Organizational Change Factors

Over the past three decades, innovation research has primarily focused on the adoption of innovations (Damanpour, 1992; Granados et al., 1997; Meyers, Sivakumar, & and Nakata, 1999; Rogers, 1995; Wejnert, 2002). Innovation research has been expressed in a variety of explanatory models. Several investigators have assessed organizational readiness to adopt innovations (Anderson & Lenz, 2001; Lehman, Greener, & Simpson, 2002; Simpson, 2002). Others have noted the organizational competencies associated with positive organizational change (Escrig-Tena & Bou-Llusar, 2005). The organizational readiness and competency-based approaches are intended to be prospective models that anticipate the impact of any change made in an organizational setting that expresses a particular set of characteristics. These models, however, are not specific to the implementation of a particular innovation in a given organizational situation and lack the degree of precision (e.g., sensitivity and specificity) that models targeted to specific situations provide. For example, Gustafson et al. (2003) developed a model that demonstrated the validity of predicting the success or failure of the adoption of an innovation, giving limited attention to whether or not the innovation is sustained. Yet, the need for a model dedicated to sustainability is warranted based on one study that noted the factors used to predict adoption of an organizational change were not able to predict sustainability (Molfenter et al., 2005).
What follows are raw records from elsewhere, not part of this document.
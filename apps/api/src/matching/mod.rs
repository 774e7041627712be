// Scoring core: job ranking, sub-scores, weight selection, skill gaps and levels.
// Every function here is a pure function of its inputs; shared collaborators
// (catalog, relevance scorer) are read-only.

pub mod gaps;
pub mod handlers;
pub mod ranker;
pub mod relevance;
pub mod role_match;
pub mod skill_levels;
pub mod sub_scores;
pub mod weights;
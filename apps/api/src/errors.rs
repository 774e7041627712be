use axum::{
    http::StatusCode,
    response::{IntoResponse, Response},
    Json,
};
use serde_json::json;
use thiserror::Error;

use crate::analysis::pipeline::AnalysisError;

/// Application-level error type.
/// Implements `IntoResponse` so Axum handlers can return `Result<T, AppError>`.
#[derive(Debug, Error)]
pub enum AppError {
    #[error("Not found: {0}")]
    NotFound(String),

    #[error("Validation error: {0}")]
    Validation(String),

    #[error("Error analyzing profile: {0}")]
    Analysis(#[from] AnalysisError),

    #[error("Internal server error: {0}")]
    Internal(#[from] anyhow::Error),
}

impl IntoResponse for AppError {
    fn into_response(self) -> Response {
        let (status, code, message) = match &self {
            AppError::NotFound(msg) => (StatusCode::NOT_FOUND, "NOT_FOUND", msg.clone()),
            AppError::Validation(msg) => (StatusCode::BAD_REQUEST, "VALIDATION_ERROR", msg.clone()),
            AppError::Analysis(e) => {
                tracing::error!("Analysis error: {e}");
                (
                    StatusCode::INTERNAL_SERVER_ERROR,
                    "ANALYSIS_ERROR",
                    self.to_string(),
                )
            }
            AppError::Internal(e) => {
                tracing::error!("Internal error: {e:?}");
                (
                    StatusCode::INTERNAL_SERVER_ERROR,
                    "INTERNAL_ERROR",
                    "An internal server error occurred".to_string(),
                )
            }
        };

        let body = Json(json!({
            "error": {
                "code": code,
                "message": message
            }
        }));

        (status, body).into_response()
    }
}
These adoption models could offer insights into factors that may affect sustainability. For instance, the organizational factors in both the Gustafson (2003) and Simpson (2002) models associated with organizational innovation adoption are leadership, staff support, and resources dedicated to the change effort. In related research on the factors of organizational change, a study by Ferlie and Shortell (2001) investigated the impact of leadership, staff support, resources, and external pressure on the degree of success of quality improvement projects. This study found that all these factors played a role in innovation adoption, but projected only external pressure had a significant effect on sustaining change. The prevalence of the factors of leadership, staff resources, external pressure, and staff support in meta-analyses of innovation research suggests these factors may also explain variance in organizational sustainability (Greenhalgh et al., 2004).

Modeling Organizational Sustainability

Several environmental conditions have limited the ability to model the sustainability of organizational changes. Recruiting an adequate number of organizational subjects can be difficult; the subjects must be engaged at the specific point in time when a change has just been implemented. Sustainability research requires longitudinal research over an extended period of time that can demand considerable resources to conduct and the turn-around time for results can be lengthy. Lastly, many factors are reported to cause variation in organizational performance. Which factors to use in modeling sustainability have been limited to conceptual models or studies focused a specific variable (Buchanan et al, 2005).

Researchers in the fields of Marketing Research and Economic Modeling have used hybrid conjoint models to assist practitioners by using expert opinion to select model factors and assign initial predictive weights to each factor (Wind, Green, Shifflet, & Scarbrough, 1989, Magat, Kip Viscusi, & Huber, 1988; Oplauch, Swallow, Weaver, Wessells, & Wichelns, 1993). Hybrid conjoint models are used to model uncertainty, or difficult to predict circumstances or events, by using probability statistics to model the decisions individuals will make when presented with a given set of environmental conditions. These models are built on the subjective opinion of experts using validated modeling techniques and require much less time to complete than a longitudinal research trial (Von Winterfeldt & Edwards, 1986). The use of subjective hybrid conjoint models has led to the creation of valid predictive models across a variety of subjects (Sheldon & Steer, 1982; Wardman, 1988, Saridakis, 2009).

The research on the development of predictive model of organizational sustainability will test two research questions:

  • Research Question 1. Will model factors attributed to leadership, resources devoted to change, external environment’s emphasis on maintaining the change, and staff motivation be included in the model and be significantly associated with sustainability of an innovation?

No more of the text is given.